Der große Rücklauf bei den Fürbitten habe gezeigt, dass die Not der Menschen groß ist, von privaten Sorgen bis Politik und Weltgeschehen. Das habe sie bewogen im vergangenen Jahr nach Hoffnung in der Krise zu suchen. „Wir lesen die Passionsgeschichte, weil es Ostern gibt“, erklärt Christina Brunner. Also haben sie „Hoffnungsmenschen“ in den Mittelpunkt des Gottesdienstes gestellt und ihre Geschichten erzählt. „Wir dachten, schlimmer wird es nicht …“, sagt Hans Brunner. Doch immer mehr Konflikte, die mit Gewalt gelöst werden sollen, die Klimakrise und politische Krisen und Umbrüche, ebenso wie persönliche Nöte, Sorgen und Konflikte, belehren nicht nur das Vorbereitungsteam eines Besseren.

2018: Bitten und Klagen auf Nägel an Kreuz gepinnt. (c) Fotos: Hans Brunner
2018: Bitten und Klagen auf Nägel an Kreuz gepinnt.

So ist dann das Thema für den diesjährigen Karfreitagsgottesdienst entstanden: Karfreitag – Angst ohne Ende? „Wir haben uns die Frage gestellt, was tun mit der Angst? Was hat das mit der Passion zu tun?“, sagt Hans Brunner. Ausgangspunkt soll auch diesmal die Karfreitagserfahrung sein, heruntergebrochen auf uns und unsere Welt heute. Mittelpunkt wird ein mehrere Meter großes Kreuz mit einem lebensgroßen Korpus sein. In Kreuzverehrung und Gottesdienst will die Vorbereitungsgruppe aufzeigen, wo wir uns gebunden, geschunden, aber auch von Gott gefunden fühlen.

Wie in den Vorjahren sucht die Gruppe dazu Texte, in einer verständlichen, heutigen Sprache, um Menschen einen Zugang zur Leidensgeschichte Jesu zu vermitteln. Den fänden viele nicht mehr in den traditionellen Texten und Liedern und ihrer oft schweren bis unverständlichen Sprache, so ihre Erfahrung. Das werde deutlich in der von Anfang an hohen Zahl Mitfeiernder. Sie betrachteten ihr Angebot auch nicht als Konkurrenz zu den anderen Gottesdiensten an Karfreitag, sondern als Alternative. Weshalb sie auch bewusst in die Gemeinde und Kirche gehen, in der an diesem Tag sonst nichts stattfindet. Auch, wenn das manchmal eine Herausforderung sei, den jeweiligen Kirchenraum optimal einzubinden und seine Möglichkeiten auszuschöpfen.

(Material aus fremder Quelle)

// ============================================================
// Layer 1 - CLI Commands and Arguments
// ============================================================
// Defines the two subcommands, `init` and `predict`, and all
// their flags. Clap types stop here: every argument struct
// converts into its application-layer config with `From`.
//
// Reference: Rust Book §12 (Building a CLI Program)

use clap::{Args, Subcommand, ValueEnum};

use crate::application::init_use_case::{Architecture, InitConfig, PretrainedOptions};
use crate::application::predict_use_case::PredictConfig;
use crate::ml::{
    attention::Aggregation,
    entity_feature::FeaturePolicy,
    kv_attention::Selection,
    output::OutputFeature,
};

#[derive(Subcommand, Debug)]
pub enum Commands {
    /// Build a freshly initialised network and save it as a checkpoint
    Init(InitArgs),

    /// Predict answer slots for a sample file with a saved checkpoint
    Predict(PredictArgs),
}

#[derive(ValueEnum, Clone, Copy, Debug, PartialEq, Eq)]
pub enum ArchitectureArg {
    Memn2n,
    KvMemn2n,
    KvAttention,
    QueryClassifier,
}

#[derive(ValueEnum, Clone, Copy, Debug, PartialEq, Eq)]
pub enum AggregationArg {
    /// Read only the top-attended segment
    Hard,
    /// Attention-weighted sum of all segments
    Soft,
}

#[derive(ValueEnum, Clone, Copy, Debug, PartialEq, Eq)]
pub enum FeatureArg {
    None,
    Hard,
    Soft,
}

#[derive(ValueEnum, Clone, Copy, Debug, PartialEq, Eq)]
pub enum SelectionArg {
    Argmax,
    AttentionSum,
}

/// All arguments for the `init` command.
#[derive(Args, Debug)]
pub struct InitArgs {
    /// Vocabulary: JSON {token: index} map or one token per line
    #[arg(long, default_value = "data/vocab.txt")]
    pub vocab: String,

    /// Directory to write the checkpoint to
    #[arg(long, default_value = "checkpoints")]
    pub checkpoint_dir: String,

    #[arg(long, value_enum, default_value_t = ArchitectureArg::Memn2n)]
    pub architecture: ArchitectureArg,

    /// Embedding dimensionality
    #[arg(long, default_value_t = 64)]
    pub embed_size: usize,

    /// Number of output slots; defaults to the largest @entity slot + 1
    #[arg(long)]
    pub output_size: Option<usize>,

    /// Reasoning hops (1 to 3)
    #[arg(long, default_value_t = 1)]
    pub hops: usize,

    #[arg(long, value_enum, default_value_t = AggregationArg::Soft)]
    pub aggregation: AggregationArg,

    /// Plain token sums instead of position-weighted sums
    #[arg(long)]
    pub no_positional: bool,

    /// Average token embeddings instead of summing them
    #[arg(long)]
    pub average: bool,

    /// Entity attention feature fed to the output layer (memn2n only)
    #[arg(long, value_enum, default_value_t = FeatureArg::None)]
    pub attention_feature: FeatureArg,

    /// Use the attention feature as the only output input
    #[arg(long)]
    pub attention_only: bool,

    /// Value selection of the kv-attention classifier
    #[arg(long, value_enum, default_value_t = SelectionArg::Argmax)]
    pub selection: SelectionArg,

    /// Pretrained word vectors, `token v1 .. vD` per line
    #[arg(long)]
    pub pretrained: Option<String>,

    /// Keep pretrained vectors fixed
    #[arg(long, requires = "pretrained")]
    pub freeze: bool,
}

impl InitArgs {
    fn output_feature(&self) -> OutputFeature {
        let policy = match self.attention_feature {
            FeatureArg::None => return OutputFeature::Fused,
            FeatureArg::Hard => FeaturePolicy::Hard,
            FeatureArg::Soft => FeaturePolicy::Soft,
        };
        if self.attention_only {
            OutputFeature::AttentionOnly(policy)
        } else {
            OutputFeature::FusedWithAttention(policy)
        }
    }
}

impl From<InitArgs> for InitConfig {
    fn from(a: InitArgs) -> Self {
        InitConfig {
            output_feature:     a.output_feature(),
            architecture: match a.architecture {
                ArchitectureArg::Memn2n          => Architecture::MemN2N,
                ArchitectureArg::KvMemn2n        => Architecture::KvMemN2N,
                ArchitectureArg::KvAttention     => Architecture::KvAttention,
                ArchitectureArg::QueryClassifier => Architecture::QueryClassifier,
            },
            aggregation: match a.aggregation {
                AggregationArg::Hard => Aggregation::HardSelect,
                AggregationArg::Soft => Aggregation::SoftWeighted,
            },
            selection: match a.selection {
                SelectionArg::Argmax       => Selection::Argmax,
                SelectionArg::AttentionSum => Selection::AttentionSum,
            },
            pretrained:         a.pretrained.map(|path| PretrainedOptions { path, freeze: a.freeze }),
            vocab_path:         a.vocab,
            checkpoint_dir:     a.checkpoint_dir,
            embed_size:         a.embed_size,
            output_size:        a.output_size,
            hops:               a.hops,
            positional:         !a.no_positional,
            average_embeddings: a.average,
        }
    }
}

/// All arguments for the `predict` command.
#[derive(Args, Debug)]
pub struct PredictArgs {
    /// JSON array or JSON-lines file of token-id samples
    #[arg(long)]
    pub samples: String,

    /// Directory written by `init`
    #[arg(long, default_value = "checkpoints")]
    pub checkpoint_dir: String,

    #[arg(long, default_value_t = 32)]
    pub batch_size: usize,

    /// Write a per-sample CSV report here
    #[arg(long)]
    pub report: Option<String>,

    /// Print the final-hop attention of every sample
    #[arg(long)]
    pub inspect: bool,
}

impl From<&PredictArgs> for PredictConfig {
    fn from(a: &PredictArgs) -> Self {
        PredictConfig {
            checkpoint_dir: a.checkpoint_dir.clone(),
            samples_path:   a.samples.clone(),
            batch_size:     a.batch_size,
            report_path:    a.report.clone(),
        }
    }
}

Ein tragendes Element ist seit der Premiere die Musik. „Eigentlich schweigt die Musik an Karfreitag. So bin ich noch geprägt, aber inzwischen sieht man das toleranter“, erklärt Musikerin Magdalena Thomas. Für ihr Format ist die Musik jedoch unverzichtbar, vertieft und interpretiert sie das gewählte Thema noch einmal auf ganz eigene Weise. „Das sind schwere Themen und Musik ist immer auch eine Form von Therapie“, sagt Magdalena Thomas. Sie spielt Flöte, Rolf Kratzborn Saxofon. 

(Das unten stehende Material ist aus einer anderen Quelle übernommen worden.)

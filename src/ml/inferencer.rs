// ============================================================
// Layer 5 - Inferencer
// ============================================================
// Loads a checkpoint and predicts answer slots for sample sets.
//
//   samples ──batcher──▶ MemoryBatch ──Network──▶ log_probs [b, out]
//                                               └▶ attention [b, s]
//   log_probs ──first argmax per row──▶ slot, log_prob
//
// The backend is chosen at compile time: Wgpu with the `wgpu`
// feature, the NdArray CPU backend otherwise.

use anyhow::{Context, Result};
use burn::prelude::*;

use crate::data::batcher::{KeyValueBatcher, StoryBatcher};
use crate::data::loader::SampleSet;
use crate::domain::vocabulary::Vocabulary;
use crate::infra::checkpoint::CheckpointManager;
use crate::ml::network::{MemoryBatch, Network, NetworkConfig, Prediction};

#[cfg(feature = "wgpu")]
pub type InferBackend = burn::backend::Wgpu;
#[cfg(not(feature = "wgpu"))]
pub type InferBackend = burn::backend::NdArray;

pub const DEFAULT_BATCH_SIZE: usize = 32;

/// Decoded prediction for one sample.
#[derive(Debug, Clone, PartialEq)]
pub struct SamplePrediction {
    pub slot:      usize,
    pub log_prob:  f32,
    /// Final-hop attention over the sample's segments (padding trimmed)
    pub attention: Option<Vec<f32>>,
}

pub struct Inferencer<B: Backend> {
    network:    Network<B>,
    config:     NetworkConfig,
    vocab:      Vocabulary,
    device:     B::Device,
    batch_size: usize,
}

impl Inferencer<InferBackend> {
    pub fn from_checkpoint(ckpt: &CheckpointManager) -> Result<Self> {
        let device  = Default::default();
        let config  = ckpt.load_config()?;
        let vocab   = ckpt.load_vocab()?;
        let network = ckpt.load_network::<InferBackend>(&config, &device)?;
        Ok(Self::new(network, config, vocab, device))
    }
}

impl<B: Backend> Inferencer<B> {
    pub fn new(network: Network<B>, config: NetworkConfig, vocab: Vocabulary, device: B::Device) -> Self {
        Self { network, config, vocab, device, batch_size: DEFAULT_BATCH_SIZE }
    }

    pub fn with_batch_size(mut self, batch_size: usize) -> Self {
        self.batch_size = batch_size.max(1);
        self
    }

    pub fn config(&self) -> &NetworkConfig {
        &self.config
    }

    pub fn vocab(&self) -> &Vocabulary {
        &self.vocab
    }

    pub fn predict(&self, samples: &SampleSet) -> Result<Vec<SamplePrediction>> {
        let output_size = self.config.output_size();
        let mut out = Vec::with_capacity(samples.len());

        match samples {
            SampleSet::Story(items) => {
                let batcher = StoryBatcher::<B>::new(self.device.clone(), output_size);
                for chunk in items.chunks(self.batch_size) {
                    let lengths = chunk.iter().map(|s| s.story.len()).collect::<Vec<_>>();
                    let batch   = MemoryBatch::Story(batcher.batch(chunk));
                    out.extend(self.run(&batch, &lengths)?);
                }
            }
            SampleSet::KeyValue(items) => {
                let batcher = KeyValueBatcher::<B>::new(self.device.clone(), output_size);
                for chunk in items.chunks(self.batch_size) {
                    let lengths = chunk.iter().map(|s| s.keys.len()).collect::<Vec<_>>();
                    let batch   = MemoryBatch::KeyValue(batcher.batch(chunk));
                    out.extend(self.run(&batch, &lengths)?);
                }
            }
        }
        tracing::info!("Predicted {} samples with {}", out.len(), self.network.name());
        Ok(out)
    }

    fn run(&self, batch: &MemoryBatch<B>, lengths: &[usize]) -> Result<Vec<SamplePrediction>> {
        let Prediction { log_probs, attention } = self
            .network
            .forward(batch, &self.vocab)
            .with_context(|| format!("{} forward pass failed", self.network.name()))?;

        let [rows, slots] = log_probs.dims();
        let log_probs: Vec<f32> = log_probs.into_data().iter::<f32>().collect();
        let attention = attention.map(|a| {
            let [_, segments] = a.dims();
            (segments, a.into_data().iter::<f32>().collect::<Vec<f32>>())
        });
        tracing::debug!("Decoded batch of {rows} rows");

        Ok((0..rows)
            .map(|r| {
                let (slot, log_prob) = first_max(&log_probs[r * slots..(r + 1) * slots]);
                let attention = attention.as_ref().map(|(segments, values)| {
                    let row = &values[r * segments..(r + 1) * segments];
                    row[..lengths[r].min(*segments)].to_vec()
                });
                SamplePrediction { slot, log_prob, attention }
            })
            .collect())
    }
}

/// Index and value of the first maximum.
pub fn first_max(row: &[f32]) -> (usize, f32) {
    row.iter()
        .copied()
        .enumerate()
        .fold((0, f32::NEG_INFINITY), |best, (i, v)| if v > best.1 { (i, v) } else { best })
}

/// Fraction of predictions matching the gold answer, over samples that have one.
pub fn accuracy(predictions: &[SamplePrediction], answers: &[Option<usize>]) -> Option<f64> {
    let scored: Vec<bool> = predictions
        .iter()
        .zip(answers)
        .filter_map(|(p, a)| a.map(|a| p.slot == a))
        .collect();
    if scored.is_empty() {
        return None;
    }
    Some(scored.iter().filter(|&&hit| hit).count() as f64 / scored.len() as f64)
}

Mit anderen Instrumenten andere  Form von Gottesdienst gestalten

„Wir wollten bewusst keine Orgel. Die ist das klassische Instrument für die klassische Form des Gottesdienstes. Wir wollten über eine andere Musik auch eine andere Form von Gottesdienst gestalten“, erläutert Christina Brunner. So sei die Idee entstanden, Flöte und Saxofon zu koppeln. Die erklingen mal einzeln und abwechselnd, mal gemeinsam. Grundlage seien die Texte, auf die sie sich beziehen wollten. Die teilten sie untereinander auf und suchten dazu nach Stücken oder entwickelten eine Improvisation dazu. Die gewählten Stücke könnten eine Emotion aufgreifen oder eine Reaktion auf einen der Texte sein. Das sei ganz unterschiedlich. „Jeder soll sich angesprochen fühlen oder etwas für sich herausnehmen können. Musik ist ja ohne Worte“, sagt Magdalena Thomas.